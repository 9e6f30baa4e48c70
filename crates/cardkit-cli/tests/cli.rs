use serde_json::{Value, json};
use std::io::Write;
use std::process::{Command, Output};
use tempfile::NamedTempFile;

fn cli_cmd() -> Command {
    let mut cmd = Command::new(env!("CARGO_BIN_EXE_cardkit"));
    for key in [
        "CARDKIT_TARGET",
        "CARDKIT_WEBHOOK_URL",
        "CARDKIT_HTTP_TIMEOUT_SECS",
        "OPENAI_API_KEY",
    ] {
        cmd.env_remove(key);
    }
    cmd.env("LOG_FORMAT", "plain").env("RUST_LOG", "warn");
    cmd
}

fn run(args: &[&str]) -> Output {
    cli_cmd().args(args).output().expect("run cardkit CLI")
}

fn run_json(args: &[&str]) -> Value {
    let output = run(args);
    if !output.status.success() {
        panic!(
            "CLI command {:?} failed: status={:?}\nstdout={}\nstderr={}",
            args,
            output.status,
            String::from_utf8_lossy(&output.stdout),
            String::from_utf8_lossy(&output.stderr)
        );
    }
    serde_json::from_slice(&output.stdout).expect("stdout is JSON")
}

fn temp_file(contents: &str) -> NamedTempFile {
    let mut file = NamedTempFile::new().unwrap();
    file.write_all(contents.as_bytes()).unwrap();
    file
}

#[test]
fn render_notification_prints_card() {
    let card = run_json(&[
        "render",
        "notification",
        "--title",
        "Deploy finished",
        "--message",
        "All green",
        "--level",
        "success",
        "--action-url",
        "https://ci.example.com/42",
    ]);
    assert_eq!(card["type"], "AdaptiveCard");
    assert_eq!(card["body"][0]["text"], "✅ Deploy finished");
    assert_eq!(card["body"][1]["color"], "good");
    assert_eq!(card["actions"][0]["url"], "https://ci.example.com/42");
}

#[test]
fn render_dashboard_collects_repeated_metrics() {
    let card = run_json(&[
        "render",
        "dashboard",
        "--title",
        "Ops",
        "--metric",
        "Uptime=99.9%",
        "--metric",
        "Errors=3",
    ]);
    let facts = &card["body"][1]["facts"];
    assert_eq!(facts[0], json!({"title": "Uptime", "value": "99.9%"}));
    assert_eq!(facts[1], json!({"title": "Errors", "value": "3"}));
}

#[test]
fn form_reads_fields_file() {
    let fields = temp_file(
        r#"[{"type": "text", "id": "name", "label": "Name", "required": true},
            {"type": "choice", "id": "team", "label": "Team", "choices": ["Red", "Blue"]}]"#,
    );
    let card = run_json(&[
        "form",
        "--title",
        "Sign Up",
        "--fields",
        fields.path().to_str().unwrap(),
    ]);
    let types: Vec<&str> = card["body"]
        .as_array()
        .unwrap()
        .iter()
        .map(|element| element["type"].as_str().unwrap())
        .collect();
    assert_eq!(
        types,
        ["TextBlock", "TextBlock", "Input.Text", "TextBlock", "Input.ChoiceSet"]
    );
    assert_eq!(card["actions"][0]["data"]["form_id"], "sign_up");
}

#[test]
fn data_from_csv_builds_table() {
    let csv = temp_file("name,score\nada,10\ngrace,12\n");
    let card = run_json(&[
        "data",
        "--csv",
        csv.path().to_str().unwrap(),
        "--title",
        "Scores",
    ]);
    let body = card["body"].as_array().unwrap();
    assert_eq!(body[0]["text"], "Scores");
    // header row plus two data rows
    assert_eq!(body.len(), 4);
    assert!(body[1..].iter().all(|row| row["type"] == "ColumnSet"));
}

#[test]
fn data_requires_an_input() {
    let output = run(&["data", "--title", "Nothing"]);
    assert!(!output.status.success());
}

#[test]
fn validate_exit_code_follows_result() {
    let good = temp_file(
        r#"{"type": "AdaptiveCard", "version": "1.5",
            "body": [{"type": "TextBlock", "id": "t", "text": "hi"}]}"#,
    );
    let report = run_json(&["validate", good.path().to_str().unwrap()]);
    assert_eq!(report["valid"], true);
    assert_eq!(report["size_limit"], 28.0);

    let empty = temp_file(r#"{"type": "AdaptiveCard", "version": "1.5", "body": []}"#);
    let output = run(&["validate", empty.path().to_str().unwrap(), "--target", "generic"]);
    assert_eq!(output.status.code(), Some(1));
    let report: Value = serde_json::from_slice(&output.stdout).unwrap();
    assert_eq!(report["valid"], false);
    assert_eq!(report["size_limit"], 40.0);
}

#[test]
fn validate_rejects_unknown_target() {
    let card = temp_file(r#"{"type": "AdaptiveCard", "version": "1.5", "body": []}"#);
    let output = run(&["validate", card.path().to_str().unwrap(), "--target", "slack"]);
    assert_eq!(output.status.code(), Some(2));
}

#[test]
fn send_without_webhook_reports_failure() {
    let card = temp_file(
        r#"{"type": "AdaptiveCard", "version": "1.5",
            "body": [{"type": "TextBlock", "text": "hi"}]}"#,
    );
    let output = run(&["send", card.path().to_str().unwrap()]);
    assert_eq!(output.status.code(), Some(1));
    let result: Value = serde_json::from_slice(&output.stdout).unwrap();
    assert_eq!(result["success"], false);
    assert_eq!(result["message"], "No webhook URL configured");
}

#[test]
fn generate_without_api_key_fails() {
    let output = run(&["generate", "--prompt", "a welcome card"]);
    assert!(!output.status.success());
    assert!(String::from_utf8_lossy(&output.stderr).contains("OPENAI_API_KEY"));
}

____

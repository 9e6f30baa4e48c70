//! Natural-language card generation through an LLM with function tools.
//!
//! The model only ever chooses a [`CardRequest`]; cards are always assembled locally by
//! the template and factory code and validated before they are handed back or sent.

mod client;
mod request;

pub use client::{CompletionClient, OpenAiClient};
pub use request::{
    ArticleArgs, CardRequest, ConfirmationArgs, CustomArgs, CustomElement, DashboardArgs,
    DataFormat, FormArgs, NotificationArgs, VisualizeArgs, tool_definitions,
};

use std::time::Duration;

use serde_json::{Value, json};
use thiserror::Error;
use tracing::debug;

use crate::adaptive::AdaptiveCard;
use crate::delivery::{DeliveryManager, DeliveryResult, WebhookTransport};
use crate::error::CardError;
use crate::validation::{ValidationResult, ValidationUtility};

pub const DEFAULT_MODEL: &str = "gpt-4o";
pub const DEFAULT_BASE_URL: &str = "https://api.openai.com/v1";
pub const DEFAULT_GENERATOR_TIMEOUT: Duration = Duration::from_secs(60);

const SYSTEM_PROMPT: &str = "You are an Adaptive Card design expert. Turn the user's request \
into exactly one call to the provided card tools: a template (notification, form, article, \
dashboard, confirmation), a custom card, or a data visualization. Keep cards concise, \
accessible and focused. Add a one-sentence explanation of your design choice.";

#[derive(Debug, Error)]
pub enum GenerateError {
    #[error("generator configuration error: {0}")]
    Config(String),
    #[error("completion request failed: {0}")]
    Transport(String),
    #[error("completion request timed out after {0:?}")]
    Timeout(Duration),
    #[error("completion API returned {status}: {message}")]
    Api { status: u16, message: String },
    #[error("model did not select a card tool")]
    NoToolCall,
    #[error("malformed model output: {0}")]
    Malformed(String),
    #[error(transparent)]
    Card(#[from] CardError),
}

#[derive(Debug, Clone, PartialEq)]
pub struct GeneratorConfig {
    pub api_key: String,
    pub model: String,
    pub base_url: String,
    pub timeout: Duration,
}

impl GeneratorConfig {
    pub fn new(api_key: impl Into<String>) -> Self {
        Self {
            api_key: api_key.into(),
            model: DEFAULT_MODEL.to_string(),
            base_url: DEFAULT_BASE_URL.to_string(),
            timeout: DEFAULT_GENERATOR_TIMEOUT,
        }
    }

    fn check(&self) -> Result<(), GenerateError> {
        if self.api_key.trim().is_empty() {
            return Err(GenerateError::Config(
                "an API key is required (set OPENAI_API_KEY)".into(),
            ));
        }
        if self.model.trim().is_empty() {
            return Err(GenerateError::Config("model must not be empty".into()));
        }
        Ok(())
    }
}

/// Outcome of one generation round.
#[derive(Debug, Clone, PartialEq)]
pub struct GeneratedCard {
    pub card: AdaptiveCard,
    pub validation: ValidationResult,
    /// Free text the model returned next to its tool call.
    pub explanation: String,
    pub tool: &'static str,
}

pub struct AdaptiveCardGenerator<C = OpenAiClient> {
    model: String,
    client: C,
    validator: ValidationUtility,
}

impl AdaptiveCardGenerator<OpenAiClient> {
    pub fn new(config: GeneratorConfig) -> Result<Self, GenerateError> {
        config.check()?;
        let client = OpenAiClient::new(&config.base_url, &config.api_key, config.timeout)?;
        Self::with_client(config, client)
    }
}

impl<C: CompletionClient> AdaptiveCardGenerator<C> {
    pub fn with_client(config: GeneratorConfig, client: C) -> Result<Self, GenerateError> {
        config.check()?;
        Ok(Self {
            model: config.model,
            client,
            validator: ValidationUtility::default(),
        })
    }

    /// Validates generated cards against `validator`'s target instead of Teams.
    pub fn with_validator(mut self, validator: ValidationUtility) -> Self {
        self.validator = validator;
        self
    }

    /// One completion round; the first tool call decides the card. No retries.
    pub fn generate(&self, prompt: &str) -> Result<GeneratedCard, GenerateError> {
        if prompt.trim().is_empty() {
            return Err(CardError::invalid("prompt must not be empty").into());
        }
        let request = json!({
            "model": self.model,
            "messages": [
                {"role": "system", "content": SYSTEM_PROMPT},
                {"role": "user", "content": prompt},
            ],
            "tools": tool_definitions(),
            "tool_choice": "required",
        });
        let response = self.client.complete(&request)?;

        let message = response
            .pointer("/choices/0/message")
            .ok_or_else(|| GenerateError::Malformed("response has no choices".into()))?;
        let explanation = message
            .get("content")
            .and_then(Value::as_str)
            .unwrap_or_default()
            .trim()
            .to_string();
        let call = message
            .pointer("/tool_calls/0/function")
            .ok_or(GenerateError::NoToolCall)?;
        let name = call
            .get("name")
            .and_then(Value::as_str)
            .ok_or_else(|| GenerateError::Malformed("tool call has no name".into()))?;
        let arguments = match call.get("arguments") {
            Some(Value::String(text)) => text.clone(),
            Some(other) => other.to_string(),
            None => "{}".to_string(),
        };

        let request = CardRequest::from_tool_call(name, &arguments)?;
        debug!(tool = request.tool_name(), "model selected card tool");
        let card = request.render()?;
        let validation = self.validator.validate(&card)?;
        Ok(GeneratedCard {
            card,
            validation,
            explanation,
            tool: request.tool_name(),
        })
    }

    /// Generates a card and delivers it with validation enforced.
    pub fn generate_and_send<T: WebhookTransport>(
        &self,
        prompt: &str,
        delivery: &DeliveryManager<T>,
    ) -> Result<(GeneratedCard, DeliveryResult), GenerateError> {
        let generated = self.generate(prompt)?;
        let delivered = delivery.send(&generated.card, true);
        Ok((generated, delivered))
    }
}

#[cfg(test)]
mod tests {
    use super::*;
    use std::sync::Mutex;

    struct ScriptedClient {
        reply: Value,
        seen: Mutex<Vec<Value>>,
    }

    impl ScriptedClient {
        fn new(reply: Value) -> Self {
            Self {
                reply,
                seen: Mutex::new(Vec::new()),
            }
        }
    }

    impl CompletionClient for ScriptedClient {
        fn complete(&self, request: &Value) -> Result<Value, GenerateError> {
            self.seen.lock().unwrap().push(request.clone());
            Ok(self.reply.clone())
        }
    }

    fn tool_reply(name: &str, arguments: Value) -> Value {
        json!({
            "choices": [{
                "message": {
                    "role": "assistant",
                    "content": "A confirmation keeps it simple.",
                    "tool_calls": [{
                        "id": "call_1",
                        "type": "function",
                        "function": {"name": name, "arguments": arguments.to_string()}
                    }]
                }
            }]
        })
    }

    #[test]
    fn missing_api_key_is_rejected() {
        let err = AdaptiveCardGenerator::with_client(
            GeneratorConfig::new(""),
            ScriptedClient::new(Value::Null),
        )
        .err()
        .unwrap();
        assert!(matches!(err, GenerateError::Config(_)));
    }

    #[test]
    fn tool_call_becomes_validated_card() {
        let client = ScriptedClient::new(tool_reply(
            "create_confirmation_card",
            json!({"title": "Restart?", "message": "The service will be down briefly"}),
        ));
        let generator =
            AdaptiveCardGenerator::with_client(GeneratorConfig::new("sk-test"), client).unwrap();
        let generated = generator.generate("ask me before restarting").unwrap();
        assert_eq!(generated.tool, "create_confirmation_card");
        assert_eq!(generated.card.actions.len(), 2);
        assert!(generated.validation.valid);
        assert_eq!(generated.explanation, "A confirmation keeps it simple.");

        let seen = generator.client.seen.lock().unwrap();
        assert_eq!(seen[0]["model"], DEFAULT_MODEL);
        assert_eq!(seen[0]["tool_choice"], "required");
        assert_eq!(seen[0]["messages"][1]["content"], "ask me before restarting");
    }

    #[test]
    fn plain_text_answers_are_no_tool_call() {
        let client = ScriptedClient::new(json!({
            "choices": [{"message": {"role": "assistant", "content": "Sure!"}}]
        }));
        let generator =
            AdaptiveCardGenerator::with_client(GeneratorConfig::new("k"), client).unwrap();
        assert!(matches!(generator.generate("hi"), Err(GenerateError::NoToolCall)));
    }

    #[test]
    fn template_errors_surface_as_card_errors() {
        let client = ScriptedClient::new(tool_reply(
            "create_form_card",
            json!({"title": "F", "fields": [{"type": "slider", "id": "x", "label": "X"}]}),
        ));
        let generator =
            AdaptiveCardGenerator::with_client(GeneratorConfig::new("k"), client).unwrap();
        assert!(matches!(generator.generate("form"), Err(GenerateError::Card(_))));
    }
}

____

*WHAT TO PRODUCE*:
Within the listing, how many lines include the string "function"? Supply the number and no further words.

*ANSWER SECTION*:
4